:: ASSIGNED TASK ::
Reproduce the tail of the data exactly. It starts at the line containing "pub fn gather_text()" and runs to the last line.

:: PROVIDED DATA ::
***
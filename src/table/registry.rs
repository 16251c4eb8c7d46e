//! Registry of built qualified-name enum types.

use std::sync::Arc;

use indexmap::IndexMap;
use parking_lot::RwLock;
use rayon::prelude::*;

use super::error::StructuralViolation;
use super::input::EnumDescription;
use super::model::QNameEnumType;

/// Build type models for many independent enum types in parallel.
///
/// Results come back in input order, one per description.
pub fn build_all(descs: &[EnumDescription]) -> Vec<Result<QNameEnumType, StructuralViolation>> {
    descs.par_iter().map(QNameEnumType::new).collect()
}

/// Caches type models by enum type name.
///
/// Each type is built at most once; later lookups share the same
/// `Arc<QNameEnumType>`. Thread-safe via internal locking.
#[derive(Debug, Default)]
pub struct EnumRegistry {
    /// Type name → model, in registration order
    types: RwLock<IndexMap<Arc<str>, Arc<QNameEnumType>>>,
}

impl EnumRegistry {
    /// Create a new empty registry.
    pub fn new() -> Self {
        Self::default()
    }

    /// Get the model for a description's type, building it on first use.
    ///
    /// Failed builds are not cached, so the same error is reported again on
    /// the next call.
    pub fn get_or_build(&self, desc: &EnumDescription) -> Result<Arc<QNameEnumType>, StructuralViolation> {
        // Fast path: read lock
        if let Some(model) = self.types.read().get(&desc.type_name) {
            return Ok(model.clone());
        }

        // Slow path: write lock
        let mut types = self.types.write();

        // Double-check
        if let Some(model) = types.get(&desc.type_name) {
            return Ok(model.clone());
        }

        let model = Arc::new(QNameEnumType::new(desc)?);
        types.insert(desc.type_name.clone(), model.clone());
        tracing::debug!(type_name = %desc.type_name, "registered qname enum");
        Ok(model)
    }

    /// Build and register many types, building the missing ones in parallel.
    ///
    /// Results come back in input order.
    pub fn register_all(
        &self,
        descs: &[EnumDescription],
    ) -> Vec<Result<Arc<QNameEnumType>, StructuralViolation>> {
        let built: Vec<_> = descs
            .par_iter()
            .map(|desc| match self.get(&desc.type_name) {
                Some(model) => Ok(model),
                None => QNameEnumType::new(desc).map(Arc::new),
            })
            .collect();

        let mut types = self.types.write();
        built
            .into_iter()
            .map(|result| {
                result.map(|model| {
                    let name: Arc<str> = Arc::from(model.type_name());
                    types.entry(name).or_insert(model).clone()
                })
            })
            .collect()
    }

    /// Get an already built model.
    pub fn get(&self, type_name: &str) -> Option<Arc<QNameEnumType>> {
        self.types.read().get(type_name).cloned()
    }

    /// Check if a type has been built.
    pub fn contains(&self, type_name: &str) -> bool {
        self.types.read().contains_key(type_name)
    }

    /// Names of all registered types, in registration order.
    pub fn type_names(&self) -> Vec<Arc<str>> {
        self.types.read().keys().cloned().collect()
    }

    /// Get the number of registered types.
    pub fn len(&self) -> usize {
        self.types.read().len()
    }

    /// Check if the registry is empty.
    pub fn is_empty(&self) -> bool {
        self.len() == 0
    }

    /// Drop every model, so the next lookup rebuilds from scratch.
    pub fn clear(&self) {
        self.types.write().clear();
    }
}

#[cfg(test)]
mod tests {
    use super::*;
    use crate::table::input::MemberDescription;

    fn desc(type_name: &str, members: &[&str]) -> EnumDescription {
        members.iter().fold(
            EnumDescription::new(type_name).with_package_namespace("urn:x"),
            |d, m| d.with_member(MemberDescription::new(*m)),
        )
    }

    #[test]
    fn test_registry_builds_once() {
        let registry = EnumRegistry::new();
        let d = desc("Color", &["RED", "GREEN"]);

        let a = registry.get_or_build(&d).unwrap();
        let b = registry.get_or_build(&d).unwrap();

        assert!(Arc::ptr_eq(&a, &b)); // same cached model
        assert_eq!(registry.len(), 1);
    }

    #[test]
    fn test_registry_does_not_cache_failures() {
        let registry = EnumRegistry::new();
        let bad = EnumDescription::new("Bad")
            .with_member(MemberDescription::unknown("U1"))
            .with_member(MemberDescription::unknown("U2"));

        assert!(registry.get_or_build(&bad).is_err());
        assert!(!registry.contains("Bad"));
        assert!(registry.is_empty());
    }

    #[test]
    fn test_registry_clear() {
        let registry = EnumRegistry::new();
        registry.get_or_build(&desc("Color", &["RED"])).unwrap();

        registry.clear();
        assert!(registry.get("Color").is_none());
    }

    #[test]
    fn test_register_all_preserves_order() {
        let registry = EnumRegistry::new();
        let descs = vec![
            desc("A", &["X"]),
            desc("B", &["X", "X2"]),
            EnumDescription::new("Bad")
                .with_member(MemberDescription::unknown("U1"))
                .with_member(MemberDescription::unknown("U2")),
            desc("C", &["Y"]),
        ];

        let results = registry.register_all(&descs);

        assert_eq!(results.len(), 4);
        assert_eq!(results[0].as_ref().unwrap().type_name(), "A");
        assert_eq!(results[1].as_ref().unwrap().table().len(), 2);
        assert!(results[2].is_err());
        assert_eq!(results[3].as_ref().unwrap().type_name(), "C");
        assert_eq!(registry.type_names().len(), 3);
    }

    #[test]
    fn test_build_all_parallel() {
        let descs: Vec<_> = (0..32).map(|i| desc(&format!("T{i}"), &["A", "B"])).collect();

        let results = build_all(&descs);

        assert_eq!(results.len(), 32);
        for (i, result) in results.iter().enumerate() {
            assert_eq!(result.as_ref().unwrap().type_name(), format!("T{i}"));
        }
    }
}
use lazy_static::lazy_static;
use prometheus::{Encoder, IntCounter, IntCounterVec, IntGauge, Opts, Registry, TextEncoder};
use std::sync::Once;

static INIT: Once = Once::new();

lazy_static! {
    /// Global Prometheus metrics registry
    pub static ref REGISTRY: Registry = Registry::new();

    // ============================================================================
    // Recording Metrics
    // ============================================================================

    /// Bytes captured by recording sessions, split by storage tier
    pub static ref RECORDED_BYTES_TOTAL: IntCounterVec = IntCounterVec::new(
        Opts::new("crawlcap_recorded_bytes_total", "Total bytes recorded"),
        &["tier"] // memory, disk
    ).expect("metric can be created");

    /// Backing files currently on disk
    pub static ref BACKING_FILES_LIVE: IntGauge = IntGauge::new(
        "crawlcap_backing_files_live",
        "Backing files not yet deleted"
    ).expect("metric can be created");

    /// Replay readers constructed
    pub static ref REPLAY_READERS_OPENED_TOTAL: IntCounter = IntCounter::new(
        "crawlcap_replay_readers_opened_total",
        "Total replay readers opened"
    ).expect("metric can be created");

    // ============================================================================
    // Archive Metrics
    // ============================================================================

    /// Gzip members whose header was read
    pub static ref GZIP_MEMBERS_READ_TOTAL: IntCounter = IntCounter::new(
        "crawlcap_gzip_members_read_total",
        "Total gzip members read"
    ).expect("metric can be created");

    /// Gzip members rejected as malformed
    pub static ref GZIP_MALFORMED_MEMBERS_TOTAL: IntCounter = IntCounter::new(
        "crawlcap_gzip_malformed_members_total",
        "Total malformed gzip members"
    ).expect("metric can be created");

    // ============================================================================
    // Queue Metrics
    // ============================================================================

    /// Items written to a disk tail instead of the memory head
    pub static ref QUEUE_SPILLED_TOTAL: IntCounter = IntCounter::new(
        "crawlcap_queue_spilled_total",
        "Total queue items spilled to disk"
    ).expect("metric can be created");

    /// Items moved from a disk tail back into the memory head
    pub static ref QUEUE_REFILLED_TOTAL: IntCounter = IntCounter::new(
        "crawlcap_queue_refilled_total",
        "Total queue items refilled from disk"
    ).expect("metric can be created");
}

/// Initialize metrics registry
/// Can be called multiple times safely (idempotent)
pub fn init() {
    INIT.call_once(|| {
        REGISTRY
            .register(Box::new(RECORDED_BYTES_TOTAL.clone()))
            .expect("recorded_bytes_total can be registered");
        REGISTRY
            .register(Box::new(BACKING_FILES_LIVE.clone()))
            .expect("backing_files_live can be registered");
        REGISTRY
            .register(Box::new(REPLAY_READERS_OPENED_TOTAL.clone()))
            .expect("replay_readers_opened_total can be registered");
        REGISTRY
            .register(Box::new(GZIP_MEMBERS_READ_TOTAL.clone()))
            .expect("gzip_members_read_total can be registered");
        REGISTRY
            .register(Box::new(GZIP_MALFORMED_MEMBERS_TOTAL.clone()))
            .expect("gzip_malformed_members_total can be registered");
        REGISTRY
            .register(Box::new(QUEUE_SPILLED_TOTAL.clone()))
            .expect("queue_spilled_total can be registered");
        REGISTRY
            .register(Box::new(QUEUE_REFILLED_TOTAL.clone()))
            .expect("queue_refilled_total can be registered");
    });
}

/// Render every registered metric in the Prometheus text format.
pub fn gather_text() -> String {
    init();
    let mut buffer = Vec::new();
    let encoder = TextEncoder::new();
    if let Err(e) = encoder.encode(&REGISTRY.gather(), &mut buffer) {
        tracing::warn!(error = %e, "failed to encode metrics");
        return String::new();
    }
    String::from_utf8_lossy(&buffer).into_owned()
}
***
:: RESULT BELOW ::
pub fn gather_text() -> String {
    init();
    let mut buffer = Vec::new();
    let encoder = TextEncoder::new();
    if let Err(e) = encoder.encode(&REGISTRY.gather(), &mut buffer) {
        tracing::warn!(error = %e, "failed to encode metrics");
        return String::new();
    }
    String::from_utf8_lossy(&buffer).into_owned()
}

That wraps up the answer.